What I claim is simple: that one day, autocomplete will recognize that I intend to call a function that specializes on a Foo, and it will help me find it. However, because the pipe operator can only call single-argument functions, at the moment such an autocomplete would not be very useful; we need a preferred partial application technique first, so that we can capture the whole range of possible method signatures.

Unless, of course, we should just solve the problem by making every method a dotted member method:

abstract type AbstractFoo end
Base.@kwdef struct Foo <: AbstractFoo
    x = 1
    bar = function(self) self.x end
end
Base.getproperty(x::AbstractFoo, n::Symbol) = begin
    if getfield(x,n) isa Function
        return (a...;k...)->getfield(x,n)(x,a...;k...)
    end
    getfield(x,n)
end

Now we finally get method discoverability in Julia, but it shouldn’t be this hard (or entirely non-Julian) to do.

That’s not the problem I care about, because I do not care about solving impossible problems. I would have no time left for living life if I did.

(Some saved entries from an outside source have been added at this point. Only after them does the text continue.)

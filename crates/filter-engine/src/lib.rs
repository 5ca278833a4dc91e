//! # Anime Filters Engine
//!
//! The rules behind `/filters`, `/list`, `/search`, `/stop` and `/restart`.
//!
//! ```text
//! raw command text
//!     │
//!     ├──> split_labels (comma tokenizer, trim, drop blanks)
//!     │
//!     ├──> FilterEngine
//!     │      ├─> add_one / add_batch   (dedup reporting)
//!     │      ├─> list / list_page      (Empty / Inactive gating, page math)
//!     │      ├─> search                (substring containment)
//!     │      └─> set_active / count
//!     │
//!     └──> LabelStore (anime-filters-store)
//! ```
//!
//! ## Example
//!
//! ```no_run
//! use anime_filters_engine::{EngineConfig, FilterEngine};
//! use anime_filters_store::{open_store, StoreConfig};
//!
//! #[tokio::main]
//! async fn main() -> anyhow::Result<()> {
//!     let store = open_store(&StoreConfig::default()).await?;
//!     let engine = FilterEngine::new(store, EngineConfig::default());
//!
//!     let added = engine.add_batch("-100123", "Naruto, One Piece").await?;
//!     println!("added {} (total {})", added.added_count, added.current_total);
//!
//!     let page = engine.list_page("-100123", 0).await?;
//!     println!("page {}/{}", page.page_index + 1, page.total_pages);
//!     Ok(())
//! }
//! ```

mod engine;
mod error;
mod tokenizer;
mod types;

pub use engine::FilterEngine;
pub use error::{FilterError, Result};
pub use tokenizer::split_labels;
pub use types::{
    AddOneResult, BatchAddResult, EngineConfig, ListResult, Page, DEFAULT_PAGE_SIZE,
};
use serde::{Deserialize, Serialize};
use std::fmt;
use std::path::PathBuf;
use std::str::FromStr;

/// Scope key every chat maps to under [`Partition::Global`].
pub const GLOBAL_SCOPE: &str = "*";

pub const DEFAULT_JSON_PATH: &str = "anime_data.json";
pub const DEFAULT_SQLITE_PATH: &str = "anime_filters.db";

#[derive(Debug, Clone, Copy, Default, PartialEq, Eq, Serialize, Deserialize)]
#[serde(rename_all = "snake_case")]
pub enum Backend {
    #[default]
    Json,
    Sqlite,
}

impl Backend {
    #[must_use]
    pub const fn as_str(self) -> &'static str {
        match self {
            Self::Json => "json",
            Self::Sqlite => "sqlite",
        }
    }

    #[must_use]
    pub const fn default_path(self) -> &'static str {
        match self {
            Self::Json => DEFAULT_JSON_PATH,
            Self::Sqlite => DEFAULT_SQLITE_PATH,
        }
    }
}

/// How chat identifiers map onto scopes.
#[derive(Debug, Clone, Copy, Default, PartialEq, Eq, Serialize, Deserialize)]
#[serde(rename_all = "snake_case")]
pub enum Partition {
    /// Every chat owns its own list and active flag.
    #[default]
    Scoped,
    /// All chats share one list.
    Global,
}

impl Partition {
    #[must_use]
    pub const fn as_str(self) -> &'static str {
        match self {
            Self::Scoped => "scoped",
            Self::Global => "global",
        }
    }

    #[must_use]
    pub fn resolve<'a>(self, scope: &'a str) -> &'a str {
        match self {
            Self::Scoped => scope,
            Self::Global => GLOBAL_SCOPE,
        }
    }
}

/// Order in which labels are returned by list, page and search.
#[derive(Debug, Clone, Copy, Default, PartialEq, Eq, Serialize, Deserialize)]
#[serde(rename_all = "snake_case")]
pub enum LabelOrder {
    #[default]
    Insertion,
    Sorted,
}

impl LabelOrder {
    #[must_use]
    pub const fn as_str(self) -> &'static str {
        match self {
            Self::Insertion => "insertion",
            Self::Sorted => "sorted",
        }
    }

    /// Reorders labels that are held in insertion order.
    pub fn arrange(self, labels: &mut [String]) {
        if self == Self::Sorted {
            labels.sort_unstable();
        }
    }
}

macro_rules! impl_str_enum {
    ($ty:ty, $what:literal, [$($variant:ident),+]) => {
        impl FromStr for $ty {
            type Err = String;

            fn from_str(raw: &str) -> Result<Self, Self::Err> {
                let raw = raw.trim().to_ascii_lowercase();
                $(
                    if raw == <$ty>::$variant.as_str() {
                        return Ok(<$ty>::$variant);
                    }
                )+
                let expected = [$(<$ty>::$variant.as_str()),+].join("|");
                Err(format!("unknown {} '{raw}' (expected {expected})", $what))
            }
        }

        impl fmt::Display for $ty {
            fn fmt(&self, f: &mut fmt::Formatter<'_>) -> fmt::Result {
                f.write_str(self.as_str())
            }
        }
    };
}

impl_str_enum!(Backend, "backend", [Json, Sqlite]);
impl_str_enum!(Partition, "partition", [Scoped, Global]);
impl_str_enum!(LabelOrder, "order", [Insertion, Sorted]);

#[derive(Debug, Clone, PartialEq, Eq, Serialize, Deserialize)]
#[serde(default)]
pub struct StoreConfig {
    pub backend: Backend,
    /// Defaults to [`Backend::default_path`] when unset.
    pub path: Option<PathBuf>,
    pub partition: Partition,
    pub order: LabelOrder,
}

impl Default for StoreConfig {
    fn default() -> Self {
        Self {
            backend: Backend::Json,
            path: None,
            partition: Partition::Scoped,
            order: LabelOrder::Insertion,
        }
    }
}

impl StoreConfig {
    #[must_use]
    pub fn resolved_path(&self) -> PathBuf {
        self.path
            .clone()
            .unwrap_or_else(|| PathBuf::from(self.backend.default_path()))
    }
}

You can consider a “member method” to be simply a function which is specialized to exactly the concrete type of the class. When hoping to tab-complete on member methods, I’m trying to find the most specialized functions! Why should I wish to hit tab to see all the methods which are not specialized to this object, nor to any object like it? I can just start typing random function names anyway.

Recall from inception the purpose of Julia, which is essentially to be a scripting language which compiles: to have the benefits of quick dev time and then quick run time. Scripting languages are quick and easy to develop in, partly because of not needing to assign types to objects, sure ok, but also because if you want to scratchpad something you can just casually start scratchpadding. You can hop into a REPL and experiment, and when you’ve found the appropriate methods, algorithms, and fragments of glue code you can copypaste back into the editor; or you can hit CTRL+ENTER in VSCode, or etc. It’s part of the preferred development style.

For sections of code where arguments are fully generic to ::Any, and if you’re also not scratchpadding the code and getting global vars from it, I don’t see why anyone would expect autocomplete to help.

I think these are two separate questions. If this is really a concern, then lobbying to get Chain.jl and Pipe.jl into Base seems reasonable. At the moment I don’t think there’s a real concern here. Both Chain.jl and Pipe.jl are under some kind of MIT license, it would always be possible for Julia Base or the julialang organization to absorb them in the future.

IMHO no, why do we need special syntax for this when macros are perfect for special syntax? and the _ syntax is actually more understandable imho. and it’s going to be annoying as hell to write macros that work with this syntax, also now you will never be able to use into or over as variable names and so it’ll break people’s code who have used those variable names. Again I think it’s “julia is no longer at that stage” territory.